Faecal sensor to understand how signalling and muscle dynamics alter with incontinence

Project Details

Description

A series of funds enabled University of Brighton researchers to develop novel sensor devices for monitoring muscle dynamics within the bowel.

The incidence of chronic constipation and faecal impaction increases with age. The treatment of these conditions is challenging for both the patient and clinicians and living with these conditions results in a reduced quality of life which may lead to a loss of independence. Work has focused on understanding how bowel function changes with age and to develop devices that can be utilised to identify such changes in order to better manage these conditions.

Using BBSRC funding, researchers showed, using a mouse model, that ageing is associated with a reduction in colonic motility, a decrease in faecal pellet output and faecal pellet water content. These changes were not due to a loss of myenteric neurons, but were associated with an increase in mucosal TNF-α, a pro-inflammatory mediator and alterations in mucosal serotonin signalling. Treatment of mice for two weeks with the anti-TNF-α drug Etanercept reversed the changes in serotonin signalling, increased pellet output and water content to levels that were indistinguishable from young controls.

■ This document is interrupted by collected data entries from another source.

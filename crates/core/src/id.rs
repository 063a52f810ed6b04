//! Account identifier.

use core::str::FromStr;
use serde::{Deserialize, Serialize};
use uuid::Uuid;

use crate::error::DomainError;

/// Identifier of an account; the `sub` of every session token.
///
/// UUIDv7, so ids sort by creation time.
#[derive(Debug, Copy, Clone, PartialEq, Eq, Hash, PartialOrd, Ord, Serialize, Deserialize)]
#[serde(transparent)]
pub struct AccountId(Uuid);

impl AccountId {
    pub fn new() -> Self {
        Self(Uuid::now_v7())
    }

    pub fn as_uuid(&self) -> &Uuid {
        &self.0
    }
}

impl Default for AccountId {
    fn default() -> Self {
        Self::new()
    }
}

impl From<Uuid> for AccountId {
    fn from(value: Uuid) -> Self {
        Self(value)
    }
}

impl core::fmt::Display for AccountId {
    fn fmt(&self, f: &mut core::fmt::Formatter<'_>) -> core::fmt::Result {
        core::fmt::Display::fmt(&self.0, f)
    }
}

impl FromStr for AccountId {
    type Err = DomainError;

    fn from_str(s: &str) -> Result<Self, Self::Err> {
        Uuid::from_str(s.trim())
            .map(Self)
            .map_err(|e| DomainError::invalid_id(format!("AccountId: {e}")))
    }
}

#[cfg(test)]
mod tests {
    use super::*;

    #[test]
    fn parses_display_output() {
        let id = AccountId::new();
        let parsed: AccountId = id.to_string().parse().unwrap();
        assert_eq!(id, parsed);
    }

    #[test]
    fn rejects_garbage() {
        let err = "not-a-uuid".parse::<AccountId>().unwrap_err();
        assert!(err.to_string().contains("AccountId"));
    }
}
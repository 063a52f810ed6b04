//! `tollgate-core`: identifiers and validation primitives shared by the
//! auth crates.
//!
//! Nothing in here touches storage, crypto or time.

pub mod error;
pub mod id;

pub use error::{DomainError, DomainResult, normalize_email};
pub use id::AccountId;
//! Password hashing and verification (Argon2id, PHC strings).

use argon2::password_hash::{
    PasswordHash as PhcHash, PasswordHasher, PasswordVerifier, SaltString, rand_core::OsRng,
};
use argon2::{Algorithm, Argon2, Params, Version};

use tollgate_core::DomainError;

use crate::account::PasswordHash;
use crate::error::InternalError;

/// Password hashing with a tunable work factor.
///
/// Verification reads the parameters embedded in the stored hash, so raising
/// the work factor does not invalidate existing hashes.
#[derive(Clone)]
pub struct CredentialStore {
    hasher: Argon2<'static>,
    /// Hash of a random throwaway password, verified against on the
    /// unknown-identity login path.
    dummy: PasswordHash,
}

impl CredentialStore {
    /// `work_factor` is the Argon2 time cost (passes); `memory_kib` the memory cost.
    pub fn new(work_factor: u32, memory_kib: u32) -> Result<Self, InternalError> {
        let params = Params::new(memory_kib, work_factor, Params::DEFAULT_P_COST, None)
            .map_err(|e| InternalError::new(format!("invalid password hashing parameters: {e}")))?;
        let hasher = Argon2::new(Algorithm::Argon2id, Version::V0x13, params);

        let throwaway = SaltString::generate(&mut OsRng);
        let dummy = hash_with(&hasher, throwaway.as_str())?;

        Ok(Self { hasher, dummy })
    }

    pub fn hash(&self, plaintext: &str) -> Result<PasswordHash, InternalError> {
        hash_with(&self.hasher, plaintext)
    }

    /// `false` on mismatch or on an unparsable stored hash; never errors.
    pub fn verify(&self, plaintext: &str, hash: &PasswordHash) -> bool {
        let parsed = match PhcHash::new(hash.as_phc()) {
            Ok(h) => h,
            Err(_) => return false,
        };
        self.hasher
            .verify_password(plaintext.as_bytes(), &parsed)
            .is_ok()
    }

    /// Run one verification against the throwaway hash and report failure.
    pub fn verify_dummy(&self, plaintext: &str) -> bool {
        let _ = self.verify(plaintext, &self.dummy);
        false
    }
}

impl core::fmt::Debug for CredentialStore {
    fn fmt(&self, f: &mut core::fmt::Formatter<'_>) -> core::fmt::Result {
        f.debug_struct("CredentialStore").finish_non_exhaustive()
    }
}

fn hash_with(hasher: &Argon2<'static>, plaintext: &str) -> Result<PasswordHash, InternalError> {
    let salt = SaltString::generate(&mut OsRng);
    let phc = hasher
        .hash_password(plaintext.as_bytes(), &salt)
        .map_err(|e| InternalError::new(format!("password hashing failed: {e}")))?
        .to_string();
    Ok(PasswordHash::from_phc(phc))
}

/// Minimum password policy applied before hashing.
pub fn validate_password(plaintext: &str, min_length: usize) -> Result<(), DomainError> {
    if plaintext.trim().is_empty() {
        return Err(DomainError::validation("password cannot be empty"));
    }
    if plaintext.chars().count() < min_length {
        return Err(DomainError::validation(format!(
            "password must be at least {min_length} characters"
        )));
    }
    Ok(())
}

#[cfg(test)]
pub(crate) fn cheap_credentials() -> CredentialStore {
    CredentialStore::new(1, Params::MIN_M_COST).expect("valid test params")
}
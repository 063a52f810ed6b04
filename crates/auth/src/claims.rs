use chrono::{DateTime, Utc};
use serde::{Deserialize, Serialize};

use tollgate_core::AccountId;

use crate::Role;
use crate::token::TokenError;

/// Session token claims.
///
/// Bound to the token by its signature; callers only ever see them after
/// `TokenService::verify` succeeds.
#[derive(Debug, Clone, PartialEq, Eq, Serialize, Deserialize)]
pub struct Claims {
    /// Subject / account identifier.
    pub sub: AccountId,

    /// Role of the account when the token was issued.
    pub role: Role,

    pub issued_at: DateTime<Utc>,

    pub expires_at: DateTime<Utc>,
}

/// Temporal validation of already signature-checked claims.
///
/// A token is still valid at exactly `expires_at`; it is expired once `now`
/// passes it.
pub fn validate_claims(claims: &Claims, now: DateTime<Utc>) -> Result<(), TokenError> {
    if claims.expires_at <= claims.issued_at {
        return Err(TokenError::Malformed);
    }
    if now > claims.expires_at {
        return Err(TokenError::Expired);
    }
    Ok(())
}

Using ESPRC funding, researchers focused on the development of novel sensor devices that could be used to monitor these important mucosal signalling molecules. Mucosal serotonin has been shown to play a key role in directing muscle dynamics within the bowel and therefore the teams developed the first sensor that could be used to simultaneously monitor mucosal serotonin signalling and colonic motility. This device demonstrated that mucosal serotonin was released to trigger muscle contraction in order to drive faecal propulsion.

Such studies showed the importance of mucosal signalling mechanisms to influence the function of the bowel. A further funded study through IMPRESS Plus, aimed to develop a sensor-based device that could be utilised to understand the link between signalling and muscle dynamics of the rectum and internal anal sphincter to understand normal and impaired defecation. It was hoped that such a device in the future would be utilised as a novel technological tool in understanding the efficacy of therapeutic management of incontinence patients in order to enhance the patient’s quality of life by providing optimised therapy.

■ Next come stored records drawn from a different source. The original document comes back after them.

//! Domain error model.

use thiserror::Error;

/// Result type used for input validation across the workspace.
pub type DomainResult<T> = Result<T, DomainError>;

/// Deterministic domain failures (validation, identifier parsing).
///
/// Policy decisions (deny reasons) and infrastructure failures are modeled in
/// `tollgate-auth`, not here.
#[derive(Debug, Error, Clone, PartialEq, Eq)]
pub enum DomainError {
    /// A value failed validation (e.g. malformed email).
    #[error("validation failed: {0}")]
    Validation(String),

    /// An identifier was invalid (e.g. parse failure).
    #[error("invalid identifier: {0}")]
    InvalidId(String),
}

impl DomainError {
    pub fn validation(msg: impl Into<String>) -> Self {
        Self::Validation(msg.into())
    }

    pub fn invalid_id(msg: impl Into<String>) -> Self {
        Self::InvalidId(msg.into())
    }
}

/// Normalize an email identity: trimmed and lowercased.
///
/// Rejects empty input and input without an `@`.
pub fn normalize_email(raw: &str) -> DomainResult<String> {
    let email = raw.trim().to_lowercase();
    if email.is_empty() || !email.contains('@') {
        return Err(DomainError::validation("invalid email format"));
    }
    if email.starts_with('@') || email.ends_with('@') {
        return Err(DomainError::validation("invalid email format"));
    }
    Ok(email)
}
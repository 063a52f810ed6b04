//! Tracing/logging initialization.

use tracing_subscriber::EnvFilter;

use crate::LogFormat;

/// Filter used when `RUST_LOG` is unset or unparsable.
pub const DEFAULT_FILTER: &str = "info";

/// Initialize tracing/logging for the process.
///
/// Safe to call multiple times (subsequent calls are no-ops).
pub fn init(format: LogFormat) {
    let filter =
        EnvFilter::try_from_default_env().unwrap_or_else(|_| EnvFilter::new(DEFAULT_FILTER));

    let builder = tracing_subscriber::fmt()
        .with_env_filter(filter)
        .with_writer(std::io::stderr)
        .with_target(false);

    let _ = match format {
        LogFormat::Json => builder
            .json()
            .with_timer(tracing_subscriber::fmt::time::SystemTime)
            .try_init(),
        LogFormat::Pretty => builder.compact().try_init(),
    };
}
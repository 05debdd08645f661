//! # Folio
//!
//! A minimal static site generator for a personal resume page with an
//! attached blog. The resume lives in a JSON file, posts are Markdown files
//! with YAML front matter, and the resume page itself is a hand-written
//! `index.html` whose marked regions are regenerated on every build.
//!
//! # Architecture: Two Independent Stages
//!
//! ```text
//! 1. Resume   content/resume.json + index.html  →  index.html (regions rewritten)
//! 2. Blog     content/posts/*.md                →  blog/posts/<slug>.html + blog/posts.json
//! ```
//!
//! The stages share nothing but configuration. Each can be run on its own
//! (`folio resume`, `folio blog`) or together (`folio build`), and `folio check`
//! runs both without writing.
//!
//! # Module Map
//!
//! | Module | Role |
//! |--------|------|
//! | [`resume`] | Stage 1: renders resume sections into the host page |
//! | [`blog`] | Stage 2: one page per post plus the `posts.json` manifest |
//! | [`site`] | Runs both stages; `check` validates without writing |
//! | [`splice`] | Marker-delimited region replacement in the host page |
//! | [`post`] | Markdown post parsing: slug, dates, tags, HTML body |
//! | [`frontmatter`] | `---` fenced YAML front matter splitting |
//! | [`reconcile`] | Deletes pages whose post no longer exists |
//! | [`config`] | `folio.toml` loading, validation, merging, resolved paths |
//! | [`output`] | CLI output formatting for every stage |
//!
//! # Design Decisions
//!
//! ## The Host Page Is Hand-Written
//!
//! Only the regions between marker comments are generated. Layout, styles
//! and scripts around them stay under the author's control, and rebuilding
//! an already-built page produces the same bytes.
//!
//! ## Maud Over Template Engines
//!
//! HTML is generated with [Maud](https://maud.lambda.xyz/). All interpolated
//! text is escaped; the only raw insertions are rendered Markdown and the
//! fixed icon SVGs.
//!
//! ## The Manifest Is Data
//!
//! `posts.json` decodes to raw strings. The client-side search script escapes
//! what it displays, so the manifest is not HTML-encoded twice. On disk the
//! markup characters are `\uXXXX` escapes, so the file itself is inert.

pub mod blog;
pub mod config;
pub mod frontmatter;
pub mod output;
pub mod post;
pub mod reconcile;
pub mod resume;
pub mod site;
pub mod splice;

#[cfg(test)]
pub(crate) mod test_helpers;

As a result of this project further funding was received to undertake a visit to Professor Mawe’s laboratory (University of Vermont, USA) to use the sensing devices to understand how serotonin signalling and rectum motility are altered in inflammatory bowel disorders (IBD). As many as three in four people with IBD have had some experience of incontinence. Often, this is linked to flare-ups, but for about one in ten, incontinence occurs whether their disease is active or not. Therefore, the team gained insight into the relationship between inflammatory disorders and incontinence.